Cytokines and chemoattractive
cytokines (
chemokines) are present in a wide variety of body fluids such as plasma, cerebrospinal fluid, bronchoaveolar fluid, amniotic fluid, synovial fluid,
middle ear effusion fluid, and urine.
Cytokines can be detected using classical solid-phase sandwich immunoassays such as
enzyme-linked
immunosorbent assay (ELISA) or with a bead based multiplex immunoassay (MIA). The physical chemical properties of the different body fluids (such as pH and total
protein content) differ, which may have an impact on the outcome of the
cytokine assay. Both ELISA as well as MIA
cytokine detection systems are constructed by sandwiching the
protein of interest between a capture and reporter antibody. When the
biological sample contains heterophilic
antibodies (such as in patients with auto-
immune diseases), these non-specific
antibodies can cause false positive results. During pathological conditions,
cytokines may be found over a wide concentration range; likewise have to cover this dynamic range in a similar fashion.
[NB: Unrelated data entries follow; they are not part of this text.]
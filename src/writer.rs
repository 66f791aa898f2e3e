// Writes the aggregated products to disk as one pretty-printed JSON array.

use crate::error::WriteError;
use crate::pages::Product;
use std::fs;
use std::path::{Path, PathBuf};
use tracing::debug;

/// What `save_products` did.
#[derive(Debug, PartialEq, Eq)]
pub enum SaveOutcome {
    /// The file was written; holds its absolute path.
    Saved(PathBuf),
    /// There were no products, so no file was touched.
    NothingToSave,
}

/// Serialize `products` to `path`. An empty slice leaves the filesystem
/// alone. Non-ASCII text is written as-is (UTF-8), indented by two spaces.
pub fn save_products(products: &[Product], path: &Path) -> Result<SaveOutcome, WriteError> {
    if products.is_empty() {
        return Ok(SaveOutcome::NothingToSave);
    }

    let json = serde_json::to_vec_pretty(products)?;
    let io_err = |source| WriteError::Io {
        path: path.to_path_buf(),
        source,
    };
    fs::write(path, json).map_err(io_err)?;
    let absolute = std::path::absolute(path).map_err(io_err)?;
    debug!(path = %absolute.display(), count = products.len(), "products saved");
    Ok(SaveOutcome::Saved(absolute))
}

#[cfg(test)]
mod tests {
    use super::*;
    use serde_json::json;
    use tempfile::TempDir;

    #[test]
    fn round_trips_records_in_order() {
        let dir = TempDir::new().unwrap();
        let path = dir.path().join("products.json");
        let products = vec![
            json!({ "gtin": "0001", "brand": "Acme" }),
            json!({ "gtin": "0002", "certificates": [1, 2] }),
            json!({ "gtin": "0003", "nested": { "ok": true } }),
        ];

        let outcome = save_products(&products, &path).unwrap();
        assert_eq!(outcome, SaveOutcome::Saved(std::path::absolute(&path).unwrap()));

        let read: Vec<Product> = serde_json::from_str(&fs::read_to_string(&path).unwrap()).unwrap();
        assert_eq!(read, products);
    }

    #[test]
    fn empty_result_writes_nothing() {
        let dir = TempDir::new().unwrap();
        let path = dir.path().join("products.json");

        assert_eq!(save_products(&[], &path).unwrap(), SaveOutcome::NothingToSave);
        assert!(!path.exists());
    }

    #[test]
    fn empty_result_keeps_existing_file() {
        let dir = TempDir::new().unwrap();
        let path = dir.path().join("products.json");
        fs::write(&path, "previous run").unwrap();

        save_products(&[], &path).unwrap();
        assert_eq!(fs::read_to_string(&path).unwrap(), "previous run");
    }

    #[test]
    fn output_is_indented_utf8() {
        let dir = TempDir::new().unwrap();
        let path = dir.path().join("products.json");

        save_products(&[json!({ "name": "Skärm" })], &path).unwrap();
        let text = fs::read_to_string(&path).unwrap();
        assert_eq!(text, "[\n  {\n    \"name\": \"Skärm\"\n  }\n]");
    }

    #[test]
    fn missing_directory_is_an_io_error() {
        let dir = TempDir::new().unwrap();
        let path = dir.path().join("no-such-dir").join("products.json");

        let err = save_products(&[json!({})], &path).unwrap_err();
        assert!(matches!(err, WriteError::Io { .. }));
        assert!(err.to_string().contains("no-such-dir"));
    }
}
// Command-line configuration.

use crate::api::DEFAULT_BASE_URL;
use crate::pages::{PageSelection, ProductQuery, DEFAULT_MAX_PAGES};
use clap::Parser;
use std::path::PathBuf;

/// CLI arguments. Credentials are deliberately absent: they are prompted for.
#[derive(Debug, Parser)]
#[command(name = "gtin-fetch")]
#[command(about = "Fetch product certification data from the TCO Certified API.")]
pub struct CliArgs {
    /// Product type to fetch.
    #[arg(
        long = "product_type",
        visible_alias = "product-type",
        default_value = "Desktops"
    )]
    pub product_type: String,

    /// Include JSON-LD in the response.
    #[arg(long)]
    pub jsonld: bool,

    /// Output filename.
    #[arg(long, default_value = "products.json")]
    pub output: PathBuf,

    /// Fetch only a specific page (e.g. --page 3).
    #[arg(long, value_parser = clap::value_parser!(u32).range(1..), group = "pages")]
    pub page: Option<u32>,

    /// Fetch a range of pages (e.g. --page_range 2-5).
    #[arg(
        long = "page_range",
        visible_alias = "page-range",
        value_name = "START-END",
        value_parser = parse_page_range,
        group = "pages"
    )]
    pub page_range: Option<PageSelection>,

    /// Upper bound on pages requested when sweeping all pages.
    #[arg(
        long,
        default_value_t = DEFAULT_MAX_PAGES,
        value_parser = clap::value_parser!(u32).range(1..)
    )]
    pub max_pages: u32,

    /// API base URL.
    #[arg(long, env = "TCO_API_URL", default_value = DEFAULT_BASE_URL)]
    pub base_url: String,
}

fn parse_page_range(s: &str) -> Result<PageSelection, String> {
    s.parse().map_err(|e: crate::error::PageRangeError| e.to_string())
}

/// Resolved settings for one run.
#[derive(Debug, Clone, PartialEq, Eq)]
pub struct Config {
    pub base_url: String,
    pub query: ProductQuery,
    pub selection: PageSelection,
    pub max_pages: u32,
    pub output: PathBuf,
}

impl CliArgs {
    /// Convert CLI args to a run configuration. No page flag means an
    /// open-ended sweep.
    pub fn to_config(&self) -> Config {
        let selection = match (self.page, self.page_range) {
            (Some(page), _) => PageSelection::Single(page),
            (None, Some(range)) => range,
            (None, None) => PageSelection::OpenEnded,
        };
        Config {
            base_url: self.base_url.clone(),
            query: ProductQuery {
                product_type: self.product_type.clone(),
                jsonld: self.jsonld,
            },
            selection,
            max_pages: self.max_pages,
            output: self.output.clone(),
        }
    }
}
// Library root
// -----------
// This crate exposes a small library surface for the CLI. The binary
// (`main.rs`) parses arguments, prompts for credentials and hands over to
// `ui::run`.
//
// Module responsibilities:
// - `api`: blocking HTTP client for the token and GTIN endpoints.
// - `pages`: page selection and the aggregation loop over a `PageSource`.
// - `writer`: saves the collected products as a JSON array.
// - `config`: command-line arguments and the resolved run configuration.
// - `error`: error types shared by the modules above.
// - `ui`: prompts, spinner and user-facing messages.
pub mod api;
pub mod config;
pub mod error;
pub mod pages;
pub mod ui;
pub mod writer;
The correct (statistical) analysis of standard curves and (multiplexed) data are critical for proper interpretation. Classical ELISA based
cytokine assays are robust, easy to use and very well suited for measurement of single
cytokines. Due to an increased interest in the integral approach to understand biological processes (the omics era), multiplex immunoassays for detection of
cytokines and the interpretation of these assays are gaining popularity.